A history of gelatin?
Hey fellas. Right now I'm working on a project for a food magazine researching the history and use of gelatin. Thing is, searches of google and the NY Public Library proved pretty fruitless. I wondered if anybody here had insight into the subject, or an idea of some sources to check out to better understand the culinary history of gelatin. Most of what I can find is medical or industrial.
There is a great book called "Gelatine Handbook" (2007) by Reinhard Schrieber and Herbert Gareis, published by Wiley-Vch, that will give you a complete history, along with the tons of culinary uses for gelatin. It can be technical, but it is also relative simple when speaking about the various uses... everything from additives in protein bars, cereal bars, spreads, cheese, mayo, low-carb/ low fat products, caramel, deserts, milk products, meats, etc. It gives a complete historical account, all the way back to the ancient egyptians... best of luck!

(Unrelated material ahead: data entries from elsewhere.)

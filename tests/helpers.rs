//! Shared test helpers for engine unit tests
//!
//! Provides dummy constants, a canned token registry, and mock
//! implementations of the wallet/contract seams used by the reconciler and
//! settlement tests.

#![allow(dead_code)]

use async_trait::async_trait;
use std::collections::{HashMap, HashSet};
use std::sync::atomic::{AtomicUsize, Ordering};
use std::sync::{Arc, Mutex};

use claim_engine::{
    AmountCodec, BaseAmount, ContractCall, EscrowContract, EscrowId, EscrowRoomDetails,
    EngineError, EngineResult, ReceiverDetails, TokenContract, TokenDescriptor, TokenRegistry,
    TransactionMonitor, TxOutcome, VestingSchedule, Wallet,
};

// ============================================================================
// CONSTANTS
// ============================================================================

/// Dummy escrow identifier (full 32-byte width, 64 hex characters)
pub const DUMMY_ESCROW_ID: &str =
    "0x1111111111111111111111111111111111111111111111111111111111111111";

/// Dummy short escrow identifier (normalized by trailing-zero padding)
pub const DUMMY_ESCROW_ID_SHORT: &str = "0xabcd";

/// Dummy sender address (20 bytes)
pub const DUMMY_SENDER_ADDR: &str = "0x00000000000000000000000000000000000000aa";

/// Dummy receiver address (20 bytes)
pub const DUMMY_RECEIVER_ADDR: &str = "0x00000000000000000000000000000000000000bb";

/// Second dummy receiver address
pub const DUMMY_RECEIVER_ADDR_2: &str = "0x00000000000000000000000000000000000000bc";

/// Dummy USDC token contract address
pub const DUMMY_TOKEN_ADDR_USDC: &str = "0x00000000000000000000000000000000000000c1";

/// Dummy IDRX token contract address
pub const DUMMY_TOKEN_ADDR_IDRX: &str = "0x00000000000000000000000000000000000000c2";

/// Dummy escrow contract address
pub const DUMMY_ESCROW_CONTRACT_ADDR: &str = "0x00000000000000000000000000000000000000ee";

/// Dummy transaction hash
pub const DUMMY_TX_HASH: &str =
    "0x7777777777777777777777777777777777777777777777777777777777777777";

/// An indexer URL nothing listens on; connection fails fast
pub const DEAD_INDEXER_URL: &str = "http://127.0.0.1:1";

// ============================================================================
// REGISTRY / CODEC
// ============================================================================

/// Registry with the two tokens the scenarios use: USDC at 6 decimals and
/// IDRX at 2 decimals.
pub fn test_registry() -> Arc<TokenRegistry> {
    Arc::new(TokenRegistry::new(vec![
        TokenDescriptor {
            symbol: "USDC".to_string(),
            address: DUMMY_TOKEN_ADDR_USDC.to_string(),
            decimals: 6,
            display_symbol: "USDC".to_string(),
        },
        TokenDescriptor {
            symbol: "IDRX".to_string(),
            address: DUMMY_TOKEN_ADDR_IDRX.to_string(),
            decimals: 2,
            display_symbol: "IDRX".to_string(),
        },
    ]))
}

pub fn test_codec() -> AmountCodec {
    AmountCodec::new(test_registry())
}

/// An active USDC room: 1.0 token allocated and deposited, nothing withdrawn.
pub fn usdc_room_details() -> EscrowRoomDetails {
    EscrowRoomDetails {
        sender: DUMMY_SENDER_ADDR.to_string(),
        token_address: DUMMY_TOKEN_ADDR_USDC.to_string(),
        total_allocated: BaseAmount(1_000_000),
        total_deposited: BaseAmount(1_000_000),
        total_withdrawn: BaseAmount(0),
        available_balance: BaseAmount(1_000_000),
        active: true,
        created_at: 1_700_000_000,
        last_top_up_at: 1_700_000_000,
        receiver_count: 1,
    }
}

// ============================================================================
// MOCK ESCROW CONTRACT
// ============================================================================

pub struct MockEscrow {
    /// Room details, or `None` to simulate a failed chain read
    pub details: Option<EscrowRoomDetails>,
    pub receivers: Vec<String>,
    pub receiver_details: HashMap<String, ReceiverDetails>,
    /// Addresses whose detail read should fail
    pub fail_details_for: HashSet<String>,
    pub vesting: Option<VestingSchedule>,
    pub contract_addr: String,
    /// Total read calls issued against this mock
    pub reads: AtomicUsize,
}

impl MockEscrow {
    /// Active USDC room with one receiver holding the full allocation.
    pub fn with_default_room() -> Self {
        let mut receiver_details = HashMap::new();
        receiver_details.insert(
            DUMMY_RECEIVER_ADDR.to_string(),
            ReceiverDetails {
                allocation: BaseAmount(1_000_000),
                withdrawn: BaseAmount(0),
                active: true,
            },
        );

        Self {
            details: Some(usdc_room_details()),
            receivers: vec![DUMMY_RECEIVER_ADDR.to_string()],
            receiver_details,
            fail_details_for: HashSet::new(),
            vesting: None,
            contract_addr: DUMMY_ESCROW_CONTRACT_ADDR.to_string(),
            reads: AtomicUsize::new(0),
        }
    }

    pub fn read_count(&self) -> usize {
        self.reads.load(Ordering::SeqCst)
    }
}

#[async_trait]
impl EscrowContract for MockEscrow {
    async fn get_escrow_details(&self, _escrow_id: &EscrowId) -> EngineResult<EscrowRoomDetails> {
        self.reads.fetch_add(1, Ordering::SeqCst);
        self.details
            .clone()
            .ok_or_else(|| EngineError::NetworkUnavailable("room read failed".to_string()))
    }

    async fn get_escrow_receivers(&self, _escrow_id: &EscrowId) -> EngineResult<Vec<String>> {
        self.reads.fetch_add(1, Ordering::SeqCst);
        Ok(self.receivers.clone())
    }

    async fn get_receiver_details(
        &self,
        _escrow_id: &EscrowId,
        receiver: &str,
    ) -> EngineResult<ReceiverDetails> {
        self.reads.fetch_add(1, Ordering::SeqCst);
        if self.fail_details_for.contains(receiver) {
            return Err(EngineError::NetworkUnavailable(format!(
                "detail read failed for {receiver}"
            )));
        }
        self.receiver_details
            .get(receiver)
            .copied()
            .ok_or_else(|| EngineError::NetworkUnavailable(format!("unknown receiver {receiver}")))
    }

    async fn get_vesting_schedule(
        &self,
        _escrow_id: &EscrowId,
    ) -> EngineResult<Option<VestingSchedule>> {
        self.reads.fetch_add(1, Ordering::SeqCst);
        Ok(self.vesting.clone())
    }

    fn withdraw_call(&self, escrow_id: &EscrowId, amount: BaseAmount) -> EngineResult<ContractCall> {
        Ok(ContractCall {
            to: self.contract_addr.clone(),
            data: format!("withdraw:{}:{}", escrow_id.as_hex(), amount.value()),
        })
    }

    fn top_up_call(&self, escrow_id: &EscrowId, amount: BaseAmount) -> EngineResult<ContractCall> {
        Ok(ContractCall {
            to: self.contract_addr.clone(),
            data: format!("topUp:{}:{}", escrow_id.as_hex(), amount.value()),
        })
    }

    fn add_receiver_call(
        &self,
        escrow_id: &EscrowId,
        receiver: &str,
        allocation: BaseAmount,
    ) -> EngineResult<ContractCall> {
        Ok(ContractCall {
            to: self.contract_addr.clone(),
            data: format!(
                "addReceiver:{}:{}:{}",
                escrow_id.as_hex(),
                receiver,
                allocation.value()
            ),
        })
    }

    fn contract_address(&self) -> &str {
        &self.contract_addr
    }
}

// ============================================================================
// MOCK TOKEN CONTRACT
// ============================================================================

pub struct MockToken {
    pub address: String,
    pub balance: BaseAmount,
    pub allowance: BaseAmount,
    pub reads: AtomicUsize,
}

impl MockToken {
    pub fn new(balance: u128, allowance: u128) -> Self {
        Self {
            address: DUMMY_TOKEN_ADDR_USDC.to_string(),
            balance: BaseAmount(balance),
            allowance: BaseAmount(allowance),
            reads: AtomicUsize::new(0),
        }
    }

    pub fn read_count(&self) -> usize {
        self.reads.load(Ordering::SeqCst)
    }
}

#[async_trait]
impl TokenContract for MockToken {
    async fn balance_of(&self, _owner: &str) -> EngineResult<BaseAmount> {
        self.reads.fetch_add(1, Ordering::SeqCst);
        Ok(self.balance)
    }

    async fn allowance(&self, _owner: &str, _spender: &str) -> EngineResult<BaseAmount> {
        self.reads.fetch_add(1, Ordering::SeqCst);
        Ok(self.allowance)
    }

    fn approve_call(&self, spender: &str, amount: BaseAmount) -> EngineResult<ContractCall> {
        Ok(ContractCall {
            to: self.address.clone(),
            data: format!("approve:{}:{}", spender, amount.value()),
        })
    }

    fn token_address(&self) -> &str {
        &self.address
    }
}

// ============================================================================
// MOCK WALLET / MONITOR
// ============================================================================

pub struct MockWallet {
    pub account: Option<String>,
    /// Calls passed to sign_and_send, in order
    pub sent: Mutex<Vec<ContractCall>>,
    pub reject: bool,
}

impl MockWallet {
    pub fn connected() -> Self {
        Self {
            account: Some(DUMMY_RECEIVER_ADDR.to_string()),
            sent: Mutex::new(Vec::new()),
            reject: false,
        }
    }

    pub fn disconnected() -> Self {
        Self {
            account: None,
            sent: Mutex::new(Vec::new()),
            reject: false,
        }
    }

    pub fn sent_calls(&self) -> Vec<ContractCall> {
        self.sent.lock().unwrap().clone()
    }
}

#[async_trait]
impl Wallet for MockWallet {
    fn address(&self) -> Option<String> {
        self.account.clone()
    }

    async fn sign_and_send(&self, call: ContractCall) -> EngineResult<String> {
        if self.reject {
            return Err(EngineError::WithdrawalReverted(
                "rejected in wallet".to_string(),
            ));
        }
        self.sent.lock().unwrap().push(call);
        Ok(DUMMY_TX_HASH.to_string())
    }
}

pub struct MockMonitor {
    pub success: bool,
    pub revert_reason: Option<String>,
}

impl MockMonitor {
    pub fn confirming() -> Self {
        Self {
            success: true,
            revert_reason: None,
        }
    }

    pub fn reverting(reason: &str) -> Self {
        Self {
            success: false,
            revert_reason: Some(reason.to_string()),
        }
    }
}

#[async_trait]
impl TransactionMonitor for MockMonitor {
    async fn confirm(&self, _tx_hash: &str) -> EngineResult<TxOutcome> {
        Ok(TxOutcome {
            success: self.success,
            revert_reason: self.revert_reason.clone(),
        })
    }
}
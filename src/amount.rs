//! Amount codec
//!
//! Converts between human-entered decimal strings and integer base-unit
//! amounts. Base units and human amounts are distinct types: `BaseAmount`
//! wraps the smallest indivisible integer unit of a token, and the only way
//! between the two representations is through this codec. Excess fractional
//! precision is truncated, never rounded up.

use rust_decimal::prelude::ToPrimitive;
use rust_decimal::Decimal;
use std::fmt;
use std::str::FromStr;
use std::sync::Arc;

use serde::{Deserialize, Serialize};

use crate::error::{EngineError, EngineResult};
use crate::tokens::TokenRegistry;

/// Integer amount in a token's base units (e.g., 1 USDC = 1_000_000 at 6
/// decimals). Never mixed with human-scale values without conversion.
#[derive(
    Debug, Clone, Copy, Default, PartialEq, Eq, PartialOrd, Ord, Hash, Serialize, Deserialize,
)]
pub struct BaseAmount(pub u128);

impl BaseAmount {
    pub const ZERO: BaseAmount = BaseAmount(0);

    pub fn value(self) -> u128 {
        self.0
    }

    pub fn is_zero(self) -> bool {
        self.0 == 0
    }

    /// Subtraction clamped at zero. Withdrawn amounts can exceed vested
    /// amounts transiently between reads; the difference is never negative.
    pub fn saturating_sub(self, other: BaseAmount) -> BaseAmount {
        BaseAmount(self.0.saturating_sub(other.0))
    }

    pub fn checked_sub(self, other: BaseAmount) -> Option<BaseAmount> {
        self.0.checked_sub(other.0).map(BaseAmount)
    }
}

impl fmt::Display for BaseAmount {
    fn fmt(&self, f: &mut fmt::Formatter<'_>) -> fmt::Result {
        self.0.fmt(f)
    }
}

/// Codec between human decimal strings and base-unit amounts, backed by the
/// token registry for per-token decimal precision.
#[derive(Debug, Clone)]
pub struct AmountCodec {
    registry: Arc<TokenRegistry>,
}

impl AmountCodec {
    pub fn new(registry: Arc<TokenRegistry>) -> Self {
        Self { registry }
    }

    pub fn registry(&self) -> &TokenRegistry {
        &self.registry
    }

    /// Parses a human decimal string and scales it to base units.
    ///
    /// Rejects negative and non-numeric input. Fractional digits beyond the
    /// token's precision are truncated (never rounded up).
    ///
    /// # Returns
    ///
    /// * `Ok(BaseAmount)` - Scaled integer amount
    /// * `Err(EngineError::InvalidAmount)` - Input is not a valid non-negative decimal
    /// * `Err(EngineError::UnknownToken)` - Symbol is not registered
    pub fn to_base_units(&self, human: &str, symbol: &str) -> EngineResult<BaseAmount> {
        let decimals = self.registry.decimals_for(symbol)?;

        let value = Decimal::from_str(human.trim())
            .map_err(|_| EngineError::InvalidAmount(format!("not a decimal number: {human:?}")))?;

        if value.is_sign_negative() {
            return Err(EngineError::InvalidAmount(format!(
                "negative amount: {human}"
            )));
        }

        let truncated = value.trunc_with_scale(decimals);
        let scale = Decimal::from(10u64.pow(decimals));
        let scaled = truncated
            .checked_mul(scale)
            .ok_or_else(|| EngineError::InvalidAmount(format!("amount out of range: {human}")))?;

        scaled
            .trunc()
            .to_u128()
            .map(BaseAmount)
            .ok_or_else(|| EngineError::InvalidAmount(format!("amount out of range: {human}")))
    }

    /// Formats a base-unit amount at the token's canonical display precision.
    ///
    /// Inverse of [`to_base_units`](Self::to_base_units) up to truncation:
    /// re-parsing the output yields a value less than or equal to the original
    /// input, never greater.
    pub fn to_human_units(&self, base: BaseAmount, symbol: &str) -> EngineResult<String> {
        let decimals = self.registry.decimals_for(symbol)?;
        if decimals == 0 {
            return Ok(base.0.to_string());
        }

        let divisor = 10u128.pow(decimals);
        let integral = base.0 / divisor;
        let fractional = base.0 % divisor;
        Ok(format!(
            "{integral}.{fractional:0width$}",
            width = decimals as usize
        ))
    }

    /// Base-unit value of `n` whole human units of a token. Used for the
    /// protocol minimum/maximum claim bounds.
    pub fn whole_units(&self, n: u64, symbol: &str) -> EngineResult<BaseAmount> {
        let decimals = self.registry.decimals_for(symbol)?;
        let scaled = (n as u128)
            .checked_mul(10u128.pow(decimals))
            .ok_or_else(|| EngineError::InvalidAmount(format!("amount out of range: {n}")))?;
        Ok(BaseAmount(scaled))
    }
}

Check out the Jell-o website
Knox Gelatin site
And IIRC, Cook's Illustrated had an article on gelatin a few years back.
I would also search for old cookbooks and packaging. Not sure if the library has cookbooks older than the 1850s though. And maybe expand your search with regard to cooking techniques, not just the ingredient.
Are you using the Mid-Manhattan branch or the main branch? The main branch would be where I'd start. The librarians there are pretty savvy.
Good luck :)
Hope this gives you a good starting point
Are you just interested in the purified powdered (or sheet) form, or all uses in cooking?
Any time you cook meat, especially parts with skin and connective tissue, in water, you get a gelatin solution. Cooks have been purifying stocks to make aspics long before Knox came on the scene.
Carpenters have been using hide glue for centuries. I bet anthropologists have identified old artifacts that have been bound with the stuff.